:: Activity ::
Go through the material below, noting each line where the string "number" appears, and give only the total.

*** Opening Exercise inputs ***

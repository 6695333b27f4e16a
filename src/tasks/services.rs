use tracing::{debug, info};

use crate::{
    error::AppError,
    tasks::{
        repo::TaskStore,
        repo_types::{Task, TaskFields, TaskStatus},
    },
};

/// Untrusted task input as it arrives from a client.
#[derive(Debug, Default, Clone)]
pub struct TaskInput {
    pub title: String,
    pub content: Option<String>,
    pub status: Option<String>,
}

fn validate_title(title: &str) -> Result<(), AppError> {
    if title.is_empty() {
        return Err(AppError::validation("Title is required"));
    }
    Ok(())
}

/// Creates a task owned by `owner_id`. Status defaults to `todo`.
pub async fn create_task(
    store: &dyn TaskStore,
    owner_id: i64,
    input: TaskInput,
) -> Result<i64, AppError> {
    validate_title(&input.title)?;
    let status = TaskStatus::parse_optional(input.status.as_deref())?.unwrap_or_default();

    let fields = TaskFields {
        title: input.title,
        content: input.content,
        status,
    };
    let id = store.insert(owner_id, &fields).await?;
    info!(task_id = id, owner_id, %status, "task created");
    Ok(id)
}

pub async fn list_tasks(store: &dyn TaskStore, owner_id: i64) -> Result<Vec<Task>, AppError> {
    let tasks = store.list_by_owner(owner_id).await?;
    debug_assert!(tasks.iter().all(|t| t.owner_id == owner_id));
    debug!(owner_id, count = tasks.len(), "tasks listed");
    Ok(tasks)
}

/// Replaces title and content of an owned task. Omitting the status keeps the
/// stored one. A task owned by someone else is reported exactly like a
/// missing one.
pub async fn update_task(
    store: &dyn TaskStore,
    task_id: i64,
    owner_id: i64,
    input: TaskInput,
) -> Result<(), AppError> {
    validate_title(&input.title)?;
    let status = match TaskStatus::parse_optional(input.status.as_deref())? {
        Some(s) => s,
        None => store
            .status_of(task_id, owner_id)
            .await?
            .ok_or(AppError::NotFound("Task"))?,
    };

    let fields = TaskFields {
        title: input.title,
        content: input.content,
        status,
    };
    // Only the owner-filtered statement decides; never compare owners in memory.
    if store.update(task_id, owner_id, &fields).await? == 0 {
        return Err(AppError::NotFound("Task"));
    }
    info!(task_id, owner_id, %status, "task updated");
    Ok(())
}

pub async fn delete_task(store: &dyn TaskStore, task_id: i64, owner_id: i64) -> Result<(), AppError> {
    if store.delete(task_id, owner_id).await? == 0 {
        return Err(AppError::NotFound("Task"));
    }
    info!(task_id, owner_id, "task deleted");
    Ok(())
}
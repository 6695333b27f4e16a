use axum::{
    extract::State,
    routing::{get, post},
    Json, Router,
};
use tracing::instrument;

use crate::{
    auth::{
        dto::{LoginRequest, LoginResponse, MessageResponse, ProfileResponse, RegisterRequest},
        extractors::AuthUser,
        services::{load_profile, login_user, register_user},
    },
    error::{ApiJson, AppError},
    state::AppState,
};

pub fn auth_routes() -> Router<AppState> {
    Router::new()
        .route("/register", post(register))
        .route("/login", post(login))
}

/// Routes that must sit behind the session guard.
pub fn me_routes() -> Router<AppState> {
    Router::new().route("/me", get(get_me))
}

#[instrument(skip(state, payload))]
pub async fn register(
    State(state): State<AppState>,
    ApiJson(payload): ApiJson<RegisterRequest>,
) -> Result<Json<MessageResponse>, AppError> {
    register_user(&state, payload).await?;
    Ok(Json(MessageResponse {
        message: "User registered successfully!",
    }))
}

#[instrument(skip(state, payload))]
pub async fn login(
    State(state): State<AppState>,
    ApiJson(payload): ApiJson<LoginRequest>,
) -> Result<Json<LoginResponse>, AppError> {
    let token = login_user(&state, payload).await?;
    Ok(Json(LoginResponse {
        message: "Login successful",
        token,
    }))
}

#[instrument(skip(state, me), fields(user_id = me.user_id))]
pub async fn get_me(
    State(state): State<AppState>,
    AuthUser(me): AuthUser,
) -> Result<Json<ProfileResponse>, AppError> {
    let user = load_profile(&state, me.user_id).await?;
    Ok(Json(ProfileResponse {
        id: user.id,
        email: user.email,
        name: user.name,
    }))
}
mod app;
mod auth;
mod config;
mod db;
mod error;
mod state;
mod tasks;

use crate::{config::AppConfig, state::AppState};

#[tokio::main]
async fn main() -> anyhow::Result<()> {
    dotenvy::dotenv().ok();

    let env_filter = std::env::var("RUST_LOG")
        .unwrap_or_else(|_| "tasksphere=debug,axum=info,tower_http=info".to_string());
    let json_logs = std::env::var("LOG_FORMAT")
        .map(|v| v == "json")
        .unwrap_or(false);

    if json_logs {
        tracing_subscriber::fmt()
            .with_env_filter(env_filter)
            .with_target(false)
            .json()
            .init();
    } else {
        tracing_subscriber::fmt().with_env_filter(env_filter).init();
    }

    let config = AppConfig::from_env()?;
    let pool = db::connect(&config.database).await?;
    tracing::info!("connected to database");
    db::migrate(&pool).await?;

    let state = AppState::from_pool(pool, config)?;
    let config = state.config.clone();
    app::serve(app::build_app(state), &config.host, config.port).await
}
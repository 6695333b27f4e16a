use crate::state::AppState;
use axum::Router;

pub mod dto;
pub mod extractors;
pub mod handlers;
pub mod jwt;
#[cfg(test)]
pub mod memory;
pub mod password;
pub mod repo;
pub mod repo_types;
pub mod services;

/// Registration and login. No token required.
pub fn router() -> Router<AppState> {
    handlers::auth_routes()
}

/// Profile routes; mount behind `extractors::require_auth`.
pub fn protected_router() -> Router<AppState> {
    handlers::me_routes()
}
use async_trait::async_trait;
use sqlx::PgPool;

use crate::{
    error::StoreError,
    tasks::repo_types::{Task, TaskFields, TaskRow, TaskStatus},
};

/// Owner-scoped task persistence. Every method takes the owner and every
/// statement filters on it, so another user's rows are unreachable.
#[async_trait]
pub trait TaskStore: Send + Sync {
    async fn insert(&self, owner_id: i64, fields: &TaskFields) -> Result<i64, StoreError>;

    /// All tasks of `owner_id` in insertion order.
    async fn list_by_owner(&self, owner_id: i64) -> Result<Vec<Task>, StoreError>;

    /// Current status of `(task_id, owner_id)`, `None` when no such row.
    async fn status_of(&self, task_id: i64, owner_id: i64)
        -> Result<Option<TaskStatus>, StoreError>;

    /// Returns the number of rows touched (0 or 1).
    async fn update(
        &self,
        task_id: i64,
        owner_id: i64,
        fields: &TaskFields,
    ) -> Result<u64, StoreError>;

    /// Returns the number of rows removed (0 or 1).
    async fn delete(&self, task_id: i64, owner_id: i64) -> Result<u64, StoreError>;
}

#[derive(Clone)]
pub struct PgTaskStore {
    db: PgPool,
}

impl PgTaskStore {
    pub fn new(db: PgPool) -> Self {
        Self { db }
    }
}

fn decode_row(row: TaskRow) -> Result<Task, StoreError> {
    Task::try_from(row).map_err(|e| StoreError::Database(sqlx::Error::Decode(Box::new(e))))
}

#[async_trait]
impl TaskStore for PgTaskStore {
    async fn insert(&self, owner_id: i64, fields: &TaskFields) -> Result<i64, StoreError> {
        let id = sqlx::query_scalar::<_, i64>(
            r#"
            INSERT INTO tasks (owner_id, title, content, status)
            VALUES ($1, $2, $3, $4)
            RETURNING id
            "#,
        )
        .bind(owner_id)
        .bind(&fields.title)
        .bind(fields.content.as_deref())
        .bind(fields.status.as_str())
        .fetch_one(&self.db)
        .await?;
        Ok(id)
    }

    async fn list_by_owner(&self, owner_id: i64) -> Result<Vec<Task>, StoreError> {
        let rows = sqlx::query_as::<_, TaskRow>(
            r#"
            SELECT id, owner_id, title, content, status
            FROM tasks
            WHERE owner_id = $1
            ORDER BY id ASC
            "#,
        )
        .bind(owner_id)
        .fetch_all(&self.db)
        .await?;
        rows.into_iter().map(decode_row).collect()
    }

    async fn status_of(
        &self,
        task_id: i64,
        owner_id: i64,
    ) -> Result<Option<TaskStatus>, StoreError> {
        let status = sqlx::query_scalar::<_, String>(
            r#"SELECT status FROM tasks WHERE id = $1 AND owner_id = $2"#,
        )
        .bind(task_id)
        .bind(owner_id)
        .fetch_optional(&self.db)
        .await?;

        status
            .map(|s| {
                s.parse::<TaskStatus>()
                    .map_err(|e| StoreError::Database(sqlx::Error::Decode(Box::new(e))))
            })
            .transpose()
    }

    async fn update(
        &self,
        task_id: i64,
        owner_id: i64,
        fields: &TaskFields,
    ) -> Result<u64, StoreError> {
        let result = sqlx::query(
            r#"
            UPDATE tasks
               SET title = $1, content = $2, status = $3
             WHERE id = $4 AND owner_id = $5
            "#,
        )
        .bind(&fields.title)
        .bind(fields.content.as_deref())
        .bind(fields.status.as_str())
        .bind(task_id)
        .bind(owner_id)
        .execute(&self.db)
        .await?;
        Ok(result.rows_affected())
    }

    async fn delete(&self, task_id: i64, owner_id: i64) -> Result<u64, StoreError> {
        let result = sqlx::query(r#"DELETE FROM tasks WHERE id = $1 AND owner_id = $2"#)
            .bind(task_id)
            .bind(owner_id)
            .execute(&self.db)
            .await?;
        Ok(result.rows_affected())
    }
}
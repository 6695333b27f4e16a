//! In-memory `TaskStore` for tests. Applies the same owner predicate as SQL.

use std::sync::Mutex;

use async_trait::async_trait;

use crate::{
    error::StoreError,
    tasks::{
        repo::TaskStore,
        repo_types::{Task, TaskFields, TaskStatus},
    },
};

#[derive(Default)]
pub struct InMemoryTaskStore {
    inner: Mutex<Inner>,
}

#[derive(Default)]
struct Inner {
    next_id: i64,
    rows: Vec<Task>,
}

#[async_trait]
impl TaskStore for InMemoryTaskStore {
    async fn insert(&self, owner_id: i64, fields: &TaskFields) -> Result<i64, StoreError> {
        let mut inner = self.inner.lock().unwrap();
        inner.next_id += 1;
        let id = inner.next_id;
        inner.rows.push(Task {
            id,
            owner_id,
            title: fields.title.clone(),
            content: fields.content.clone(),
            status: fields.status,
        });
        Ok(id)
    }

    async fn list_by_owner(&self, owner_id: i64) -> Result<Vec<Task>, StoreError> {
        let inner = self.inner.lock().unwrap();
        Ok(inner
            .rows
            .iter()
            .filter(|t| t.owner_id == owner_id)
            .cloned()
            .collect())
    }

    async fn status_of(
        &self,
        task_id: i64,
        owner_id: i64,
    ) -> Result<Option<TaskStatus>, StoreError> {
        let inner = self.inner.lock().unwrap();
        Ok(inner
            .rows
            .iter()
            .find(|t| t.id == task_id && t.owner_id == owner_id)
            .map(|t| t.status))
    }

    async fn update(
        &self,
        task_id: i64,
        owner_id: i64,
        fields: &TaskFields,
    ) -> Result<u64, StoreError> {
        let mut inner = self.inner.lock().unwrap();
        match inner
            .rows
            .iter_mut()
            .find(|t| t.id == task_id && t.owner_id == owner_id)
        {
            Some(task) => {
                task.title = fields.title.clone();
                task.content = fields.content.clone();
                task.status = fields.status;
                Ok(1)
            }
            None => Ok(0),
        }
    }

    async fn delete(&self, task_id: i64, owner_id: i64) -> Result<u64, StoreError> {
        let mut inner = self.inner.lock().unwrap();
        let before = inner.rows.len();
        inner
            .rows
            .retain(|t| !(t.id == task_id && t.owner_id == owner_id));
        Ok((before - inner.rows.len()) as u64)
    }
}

*** Closing Exercise inputs ***
*** Opening Exercise inputs ***

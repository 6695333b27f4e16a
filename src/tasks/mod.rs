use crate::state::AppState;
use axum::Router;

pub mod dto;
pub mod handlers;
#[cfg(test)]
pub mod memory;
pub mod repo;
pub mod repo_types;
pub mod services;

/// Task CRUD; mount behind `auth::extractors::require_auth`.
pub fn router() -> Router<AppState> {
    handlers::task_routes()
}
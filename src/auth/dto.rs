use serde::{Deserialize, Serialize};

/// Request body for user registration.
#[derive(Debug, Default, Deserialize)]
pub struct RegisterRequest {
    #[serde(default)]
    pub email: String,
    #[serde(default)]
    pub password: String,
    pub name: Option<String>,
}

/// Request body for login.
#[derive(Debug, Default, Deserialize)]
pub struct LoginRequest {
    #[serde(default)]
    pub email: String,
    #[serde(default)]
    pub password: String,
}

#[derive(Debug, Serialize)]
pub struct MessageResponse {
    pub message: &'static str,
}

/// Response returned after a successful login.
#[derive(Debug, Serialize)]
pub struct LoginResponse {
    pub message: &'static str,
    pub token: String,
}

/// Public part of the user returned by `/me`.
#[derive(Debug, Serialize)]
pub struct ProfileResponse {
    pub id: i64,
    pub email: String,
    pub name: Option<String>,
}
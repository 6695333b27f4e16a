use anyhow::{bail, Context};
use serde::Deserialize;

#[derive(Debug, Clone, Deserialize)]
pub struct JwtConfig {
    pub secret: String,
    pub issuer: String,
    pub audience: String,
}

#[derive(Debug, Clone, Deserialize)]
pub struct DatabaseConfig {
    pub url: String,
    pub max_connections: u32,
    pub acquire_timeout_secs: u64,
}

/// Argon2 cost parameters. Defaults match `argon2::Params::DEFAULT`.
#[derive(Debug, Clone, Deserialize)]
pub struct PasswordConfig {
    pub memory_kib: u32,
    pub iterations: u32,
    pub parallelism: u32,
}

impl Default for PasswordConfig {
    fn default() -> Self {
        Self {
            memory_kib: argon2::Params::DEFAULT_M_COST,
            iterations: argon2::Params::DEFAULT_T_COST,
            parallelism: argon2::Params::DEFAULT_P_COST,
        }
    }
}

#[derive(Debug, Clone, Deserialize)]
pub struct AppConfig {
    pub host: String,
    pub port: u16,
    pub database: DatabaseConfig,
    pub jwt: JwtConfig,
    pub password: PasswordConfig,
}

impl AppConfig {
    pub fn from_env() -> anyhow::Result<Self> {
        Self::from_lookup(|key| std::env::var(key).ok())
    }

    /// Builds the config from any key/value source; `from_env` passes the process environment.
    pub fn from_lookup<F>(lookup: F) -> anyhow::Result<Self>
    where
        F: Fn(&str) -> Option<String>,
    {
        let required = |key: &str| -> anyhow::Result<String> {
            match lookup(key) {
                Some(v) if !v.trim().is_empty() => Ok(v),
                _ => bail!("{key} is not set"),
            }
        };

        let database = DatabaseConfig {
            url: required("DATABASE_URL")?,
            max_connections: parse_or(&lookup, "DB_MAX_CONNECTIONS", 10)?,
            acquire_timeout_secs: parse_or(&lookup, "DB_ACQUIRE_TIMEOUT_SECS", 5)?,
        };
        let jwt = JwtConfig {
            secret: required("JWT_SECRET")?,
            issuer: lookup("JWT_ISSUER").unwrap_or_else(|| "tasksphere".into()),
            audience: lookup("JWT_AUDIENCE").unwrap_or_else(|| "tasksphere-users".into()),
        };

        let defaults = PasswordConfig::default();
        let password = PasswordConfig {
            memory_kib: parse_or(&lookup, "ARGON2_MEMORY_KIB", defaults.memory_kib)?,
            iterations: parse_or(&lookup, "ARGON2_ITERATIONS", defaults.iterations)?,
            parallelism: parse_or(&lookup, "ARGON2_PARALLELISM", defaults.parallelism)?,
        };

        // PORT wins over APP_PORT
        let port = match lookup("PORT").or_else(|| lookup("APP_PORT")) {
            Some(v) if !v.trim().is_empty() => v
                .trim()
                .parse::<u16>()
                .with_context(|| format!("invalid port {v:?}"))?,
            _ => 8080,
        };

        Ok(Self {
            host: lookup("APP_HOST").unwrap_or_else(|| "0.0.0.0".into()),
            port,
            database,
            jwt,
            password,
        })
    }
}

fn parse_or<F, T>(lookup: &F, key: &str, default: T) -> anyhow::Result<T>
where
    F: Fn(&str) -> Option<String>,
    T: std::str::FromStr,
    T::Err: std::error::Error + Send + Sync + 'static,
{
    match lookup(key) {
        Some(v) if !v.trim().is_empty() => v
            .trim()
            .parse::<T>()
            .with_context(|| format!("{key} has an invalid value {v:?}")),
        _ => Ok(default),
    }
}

*** Closing Exercise inputs ***

:: Answer box ::
2